Firefighters

A.R.P. group A.R.P. post in Hackney A.R.P. warden and child Jack, Henry and Mick Bernstein of the National Fire Service
images reproduced with permission of the Bishopsgate Institute.

In the 19th century, many parishes had their own fire engines, and many insurance companies maintained their own fire brigades, as did some manor houses, colleges, and factories. By the end of the century, most towns had their own fire brigades, with horse-drawn fire engines and steam-powered pumps.

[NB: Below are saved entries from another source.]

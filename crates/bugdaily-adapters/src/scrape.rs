use async_trait::async_trait;
use bugdaily_core::{normalize_text, Platform, Report};
use bugdaily_storage::HttpFetcher;
use scraper::{ElementRef, Html, Selector};
use tracing::debug;

use crate::{AdapterContext, AdapterError, SeverityFilter, SourceAdapter};

pub const DEFAULT_FALLBACK_TITLE: &str = "Disclosed report";

const ANCHOR_SELECTOR: &str = "a[href]";

/// Listing page of report cards. The page carries no trustworthy dates, so every card is
/// stamped with the run's observation time.
#[derive(Debug)]
pub struct ScrapeAdapter {
    source_id: String,
    platform: Platform,
    url: String,
    origin: String,
    card_selector: String,
    fallback_title: String,
    filter: Box<dyn SeverityFilter>,
}

fn parse_selector(selector: &str) -> Result<Selector, AdapterError> {
    Selector::parse(selector).map_err(|e| AdapterError::Selector {
        selector: selector.to_string(),
        reason: e.to_string(),
    })
}

fn element_text(element: &ElementRef<'_>) -> String {
    normalize_text(element.text().collect::<Vec<_>>().join(" ").as_str())
}

/// Resolve a card href against the site origin.
fn absolute_url(origin: &str, href: &str) -> String {
    if href.starts_with("http://") || href.starts_with("https://") {
        return href.to_string();
    }
    if let Some(rest) = href.strip_prefix("//") {
        return format!("https://{rest}");
    }
    let origin = origin.trim_end_matches('/');
    if href.starts_with('/') {
        format!("{origin}{href}")
    } else {
        format!("{origin}/{href}")
    }
}

impl ScrapeAdapter {
    pub fn new(
        source_id: &str,
        platform: Platform,
        url: &str,
        origin: &str,
        card_selector: &str,
        filter: Box<dyn SeverityFilter>,
    ) -> Result<Self, AdapterError> {
        parse_selector(card_selector)?;
        Ok(Self {
            source_id: source_id.to_string(),
            platform,
            url: url.to_string(),
            origin: origin.to_string(),
            card_selector: card_selector.to_string(),
            fallback_title: DEFAULT_FALLBACK_TITLE.to_string(),
            filter,
        })
    }

    pub fn with_fallback_title(mut self, title: &str) -> Self {
        self.fallback_title = title.to_string();
        self
    }

    fn card_to_report(
        &self,
        card: &ElementRef<'_>,
        anchor: &Selector,
        ctx: &AdapterContext,
    ) -> Option<Report> {
        let text = element_text(card).to_lowercase();
        if !self.filter.matches(&text) {
            return None;
        }

        let Some((link, href)) = card.select(anchor).find_map(|a| {
            a.value()
                .attr("href")
                .map(str::trim)
                .filter(|h| !h.is_empty())
                .map(|h| (a, h))
        }) else {
            debug!(source_id = %self.source_id, "skipping card without link");
            return None;
        };

        let mut title = element_text(&link);
        if title.is_empty() {
            title = self.fallback_title.clone();
        }

        Some(Report::from_listing(
            self.platform,
            self.filter.severity(),
            &absolute_url(&self.origin, href),
            &title,
            ctx.observed_at,
        ))
    }
}

#[async_trait]
impl SourceAdapter for ScrapeAdapter {
    fn source_id(&self) -> &str {
        &self.source_id
    }

    fn platform(&self) -> Platform {
        self.platform
    }

    async fn fetch(&self, http: &HttpFetcher, ctx: &AdapterContext) -> Option<Vec<u8>> {
        http.fetch_with_retry(ctx.run_id, &self.source_id, &self.url)
            .await
            .map(|resp| resp.body)
            .filter(|body| !body.is_empty())
    }

    fn parse(&self, body: &[u8], ctx: &AdapterContext) -> Result<Vec<Report>, AdapterError> {
        let cards = parse_selector(&self.card_selector)?;
        let anchor = parse_selector(ANCHOR_SELECTOR)?;
        let document = Html::parse_document(&String::from_utf8_lossy(body));
        Ok(document
            .select(&cards)
            .filter_map(|card| self.card_to_report(&card, &anchor, ctx))
            .collect())
    }
}

#[cfg(test)]
mod tests {
    use super::*;
    use crate::MarkerFilter;
    use bugdaily_core::{fingerprint, Severity, DEFAULT_CURRENCY};
    use bugdaily_storage::testing::{serve_sequence, CannedResponse};
    use bugdaily_storage::{HttpClientConfig, RetryPolicy};
    use chrono::{DateTime, TimeZone, Utc};
    use std::path::{Path, PathBuf};
    use std::sync::atomic::Ordering;
    use std::time::Duration;

    fn workspace_root() -> PathBuf {
        Path::new(env!("CARGO_MANIFEST_DIR"))
            .join("../..")
            .canonicalize()
            .expect("workspace root")
    }

    fn fixture() -> Vec<u8> {
        std::fs::read(workspace_root().join("fixtures/bugcrowd/crowdstream.html"))
            .expect("crowdstream fixture")
    }

    fn observed_at() -> DateTime<Utc> {
        Utc.with_ymd_and_hms(2026, 3, 5, 6, 0, 0).single().unwrap()
    }

    fn adapter(url: &str) -> ScrapeAdapter {
        ScrapeAdapter::new(
            "bugcrowd-crowdstream",
            Platform::Bugcrowd,
            url,
            "https://bugcrowd.com",
            "[data-test='crowdstream-card']",
            Box::new(MarkerFilter::disclosed_critical()),
        )
        .unwrap()
    }

    fn fast_http() -> HttpFetcher {
        HttpFetcher::new(HttpClientConfig {
            retry: RetryPolicy {
                max_attempts: 3,
                base_delay: Duration::from_millis(5),
            },
            ..Default::default()
        })
        .unwrap()
    }

    #[test]
    fn keeps_disclosed_critical_cards_with_links() {
        let ctx = AdapterContext::new(observed_at());
        let reports = adapter("https://bugcrowd.com/crowdstream")
            .parse(&fixture(), &ctx)
            .unwrap();

        let urls = reports.iter().map(|r| r.url.as_str()).collect::<Vec<_>>();
        assert_eq!(
            urls,
            vec![
                "https://bugcrowd.com/disclosures/abc-123",
                "https://bugcrowd.com/disclosures/def-456",
            ]
        );
    }

    #[test]
    fn card_fields_map_onto_report() {
        let ctx = AdapterContext::new(observed_at());
        let reports = adapter("https://bugcrowd.com/crowdstream")
            .parse(&fixture(), &ctx)
            .unwrap();
        let rce = &reports[0];

        assert_eq!(rce.title, "Remote code execution via avatar upload");
        assert_eq!(rce.platform, Platform::Bugcrowd);
        assert_eq!(rce.severity, Severity::Critical);
        assert_eq!(rce.published_at, observed_at());
        assert_eq!(rce.currency.as_deref(), Some(DEFAULT_CURRENCY));
        assert_eq!(
            rce.hash,
            fingerprint(
                Platform::Bugcrowd,
                "https://bugcrowd.com/disclosures/abc-123",
                "Remote code execution via avatar upload"
            )
        );
    }

    #[test]
    fn empty_anchor_text_uses_fallback_title() {
        let ctx = AdapterContext::new(observed_at());
        let reports = adapter("https://bugcrowd.com/crowdstream")
            .parse(&fixture(), &ctx)
            .unwrap();
        assert_eq!(reports[1].title, DEFAULT_FALLBACK_TITLE);

        let custom = adapter("https://bugcrowd.com/crowdstream")
            .with_fallback_title("Untitled disclosure")
            .parse(&fixture(), &ctx)
            .unwrap();
        assert_eq!(custom[1].title, "Untitled disclosure");
    }

    #[test]
    fn critical_card_that_is_not_disclosed_is_excluded() {
        let html = r#"<div data-test="crowdstream-card">Triaged Critical <a href="/d/1">SQLi</a></div>"#;
        let ctx = AdapterContext::new(observed_at());
        let reports = adapter("https://bugcrowd.com/crowdstream")
            .parse(html.as_bytes(), &ctx)
            .unwrap();
        assert!(reports.is_empty());
    }

    #[test]
    fn blank_href_is_passed_over_for_the_next_anchor() {
        let html = r#"<div data-test="crowdstream-card">Disclosed P1
<a href="">Share</a> <a href=" /disclosures/ghi-789 ">IDOR in invoices</a></div>
<div data-test="crowdstream-card">Disclosed Critical <a href="  ">Nothing</a></div>"#;
        let ctx = AdapterContext::new(observed_at());
        let reports = adapter("https://bugcrowd.com/crowdstream")
            .parse(html.as_bytes(), &ctx)
            .unwrap();

        assert_eq!(reports.len(), 1);
        assert_eq!(reports[0].url, "https://bugcrowd.com/disclosures/ghi-789");
        assert_eq!(reports[0].title, "IDOR in invoices");
    }

    #[test]
    fn hrefs_resolve_against_origin() {
        assert_eq!(
            absolute_url("https://bugcrowd.com/", "/disclosures/x"),
            "https://bugcrowd.com/disclosures/x"
        );
        assert_eq!(
            absolute_url("https://bugcrowd.com", "disclosures/x"),
            "https://bugcrowd.com/disclosures/x"
        );
        assert_eq!(
            absolute_url("https://bugcrowd.com", "https://other.example/x"),
            "https://other.example/x"
        );
        assert_eq!(
            absolute_url("https://bugcrowd.com", "//cdn.example/x"),
            "https://cdn.example/x"
        );
    }

    #[tokio::test]
    async fn collect_recovers_after_transient_failures() {
        let server = serve_sequence(vec![
            CannedResponse::status(502),
            CannedResponse::status(500),
            CannedResponse::ok(String::from_utf8(fixture()).unwrap()),
        ])
        .await
        .unwrap();
        let ctx = AdapterContext::new(observed_at());

        let reports = adapter(&server.url("/crowdstream"))
            .collect(&fast_http(), &ctx)
            .await;

        assert_eq!(reports.len(), 2);
        assert_eq!(server.hits.load(Ordering::SeqCst), 3);
    }

    #[tokio::test]
    async fn collect_is_empty_when_every_attempt_fails() {
        let server = serve_sequence(vec![CannedResponse::status(503)]).await.unwrap();
        let ctx = AdapterContext::new(observed_at());

        let reports = adapter(&server.url("/crowdstream"))
            .collect(&fast_http(), &ctx)
            .await;

        assert!(reports.is_empty());
        assert_eq!(server.hits.load(Ordering::SeqCst), 3);
    }

    #[tokio::test]
    async fn empty_page_is_treated_as_unavailable() {
        let server = serve_sequence(vec![CannedResponse::ok("")]).await.unwrap();
        let ctx = AdapterContext::new(observed_at());
        let adapter = adapter(&server.url("/crowdstream"));
        assert!(adapter.fetch(&fast_http(), &ctx).await.is_none());
    }
}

In the late 1930s, the Spanish Civil War showed the devasting effect of incendiary bombs used in air raids. With the threat of war across Europe, the Home Office began to re-organise Britain's fire services, and thousands of volunteers joined the Auxiliary Fire Service and Women's Voluntary Service for Air Raid Precautions (later Women's Royal Voluntary Service). Women were also encouraged to take an active role in the National Fire Service, which was formed in 1941. Membership of the Fire Brigades Union rose from 3,000 in 1939 to almost 70,000 in 1942.

The war-time National Fire Service was disbanded in 1948, and today Britain's fire services are the responsibility of city authorities and larger county boroughs.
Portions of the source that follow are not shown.